§ **Assigned task**
Word for word, transcribe every line below.

'''

//! On-disk layout of downloaded HELM results.
//!
//! ```text
//! <data_dir>/tasks.json
//! <data_dir>/<task>/<model>.json
//! ```

use std::collections::HashMap;
use std::path::{Path, PathBuf};

use anyhow::{Context, Result};
use helmcurve_core::accuracy::accuracy_per_model;
use helmcurve_core::model::{ModelAccuracies, Response, ScenarioState, Split};

use crate::catalog::TaskCatalog;

/// File name of the task catalog inside the data directory.
pub const TASKS_FILE: &str = "tasks.json";

/// Read access to a data directory.
#[derive(Debug, Clone)]
pub struct DataStore {
    root: PathBuf,
}

impl DataStore {
    pub fn new(root: impl Into<PathBuf>) -> Self {
        Self { root: root.into() }
    }

    pub fn root(&self) -> &Path {
        &self.root
    }

    pub fn tasks_path(&self) -> PathBuf {
        self.root.join(TASKS_FILE)
    }

    /// Path of one model's results for one task.
    pub fn model_task_path(&self, task: &str, model: &str) -> PathBuf {
        self.root.join(task).join(format!("{model}.json"))
    }

    /// Load `tasks.json`.
    pub fn load_tasks(&self) -> Result<TaskCatalog> {
        TaskCatalog::load_json(&self.tasks_path())
    }

    /// Load one `{task}/{model}.json` file.
    pub fn load_model_task(&self, task: &str, model: &str) -> Result<ScenarioState> {
        let path = self.model_task_path(task, model);
        let content = std::fs::read_to_string(&path)
            .with_context(|| format!("failed to read results: {}", path.display()))?;
        serde_json::from_str(&content)
            .with_context(|| format!("failed to parse results: {}", path.display()))
    }

    /// Catalog models of `task` that have a result file on disk.
    ///
    /// Missing files are skipped with a warning.
    pub fn available_models(&self, task: &str) -> Result<Vec<String>> {
        let catalog = self.load_tasks()?;
        let spec = catalog.task(task)?;
        Ok(spec
            .models
            .iter()
            .filter(|model| {
                let present = self.model_task_path(task, model).is_file();
                if !present {
                    tracing::warn!(task, model = model.as_str(), "no results on disk, skipping");
                }
                present
            })
            .cloned()
            .collect())
    }

    /// Load every available model's responses for `task` and score them.
    ///
    /// Model order follows the catalog.
    pub fn accuracy_per_model(&self, task: &str, split: Option<Split>) -> Result<ModelAccuracies> {
        let models = self.available_models(task)?;
        anyhow::ensure!(
            !models.is_empty(),
            "no result files for task {task} under {}",
            self.root.display()
        );

        let mut loaded: Vec<(String, Vec<Response>)> = Vec::with_capacity(models.len());
        for model in models {
            let state = self.load_model_task(task, &model)?;
            tracing::debug!(
                task,
                model = model.as_str(),
                responses = state.request_states.len(),
                "loaded results"
            );
            loaded.push((model, state.request_states));
        }
        tracing::info!(task, models = loaded.len(), "loaded task");

        let accuracies = accuracy_per_model(
            loaded.iter().map(|(m, r)| (m.as_str(), r.as_slice())),
            task,
            split,
        )
        .with_context(|| format!("failed to score task {task}"))?;
        Ok(accuracies)
    }
}

/// Load a `{"model": parameter_count}` map.
///
/// A missing file yields an empty map so analyses still run without the
/// AUC-vs-size series.
pub fn load_model_params(path: &Path) -> Result<HashMap<String, f64>> {
    if !path.exists() {
        tracing::info!("no parameter counts at {}, skipping size series", path.display());
        return Ok(HashMap::new());
    }
    let content = std::fs::read_to_string(path)
        .with_context(|| format!("failed to read parameter counts: {}", path.display()))?;
    serde_json::from_str(&content)
        .with_context(|| format!("failed to parse parameter counts: {}", path.display()))
}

'''

§ **Answer area**
//! On-disk layout of downloaded HELM results.
//!
//! ```text
//! <data_dir>/tasks.json
//! <data_dir>/<task>/<model>.json
//! ```

use std::collections::HashMap;
use std::path::{Path, PathBuf};

use anyhow::{Context, Result};
use helmcurve_core::accuracy::accuracy_per_model;
use helmcurve_core::model::{ModelAccuracies, Response, ScenarioState, Split};

use crate::catalog::TaskCatalog;

/// File name of the task catalog inside the data directory.
pub const TASKS_FILE: &str = "tasks.json";

/// Read access to a data directory.
#[derive(Debug, Clone)]
pub struct DataStore {
    root: PathBuf,
}

impl DataStore {
    pub fn new(root: impl Into<PathBuf>) -> Self {
        Self { root: root.into() }
    }

    pub fn root(&self) -> &Path {
        &self.root
    }

    pub fn tasks_path(&self) -> PathBuf {
        self.root.join(TASKS_FILE)
    }

    /// Path of one model's results for one task.
    pub fn model_task_path(&self, task: &str, model: &str) -> PathBuf {
        self.root.join(task).join(format!("{model}.json"))
    }

    /// Load `tasks.json`.
    pub fn load_tasks(&self) -> Result<TaskCatalog> {
        TaskCatalog::load_json(&self.tasks_path())
    }

    /// Load one `{task}/{model}.json` file.
    pub fn load_model_task(&self, task: &str, model: &str) -> Result<ScenarioState> {
        let path = self.model_task_path(task, model);
        let content = std::fs::read_to_string(&path)
            .with_context(|| format!("failed to read results: {}", path.display()))?;
        serde_json::from_str(&content)
            .with_context(|| format!("failed to parse results: {}", path.display()))
    }

    /// Catalog models of `task` that have a result file on disk.
    ///
    /// Missing files are skipped with a warning.
    pub fn available_models(&self, task: &str) -> Result<Vec<String>> {
        let catalog = self.load_tasks()?;
        let spec = catalog.task(task)?;
        Ok(spec
            .models
            .iter()
            .filter(|model| {
                let present = self.model_task_path(task, model).is_file();
                if !present {
                    tracing::warn!(task, model = model.as_str(), "no results on disk, skipping");
                }
                present
            })
            .cloned()
            .collect())
    }

    /// Load every available model's responses for `task` and score them.
    ///
    /// Model order follows the catalog.
    pub fn accuracy_per_model(&self, task: &str, split: Option<Split>) -> Result<ModelAccuracies> {
        let models = self.available_models(task)?;
        anyhow::ensure!(
            !models.is_empty(),
            "no result files for task {task} under {}",
            self.root.display()
        );

        let mut loaded: Vec<(String, Vec<Response>)> = Vec::with_capacity(models.len());
        for model in models {
            let state = self.load_model_task(task, &model)?;
            tracing::debug!(
                task,
                model = model.as_str(),
                responses = state.request_states.len(),
                "loaded results"
            );
            loaded.push((model, state.request_states));
        }
        tracing::info!(task, models = loaded.len(), "loaded task");

        let accuracies = accuracy_per_model(
            loaded.iter().map(|(m, r)| (m.as_str(), r.as_slice())),
            task,
            split,
        )
        .with_context(|| format!("failed to score task {task}"))?;
        Ok(accuracies)
    }
}

/// Load a `{"model": parameter_count}` map.
///
/// A missing file yields an empty map so analyses still run without the
/// AUC-vs-size series.
pub fn load_model_params(path: &Path) -> Result<HashMap<String, f64>> {
    if !path.exists() {
        tracing::info!("no parameter counts at {}, skipping size series", path.display());
        return Ok(HashMap::new());
    }
    let content = std::fs::read_to_string(path)
        .with_context(|| format!("failed to read parameter counts: {}", path.display()))?;
    serde_json::from_str(&content)
        .with_context(|| format!("failed to parse parameter counts: {}", path.display()))
}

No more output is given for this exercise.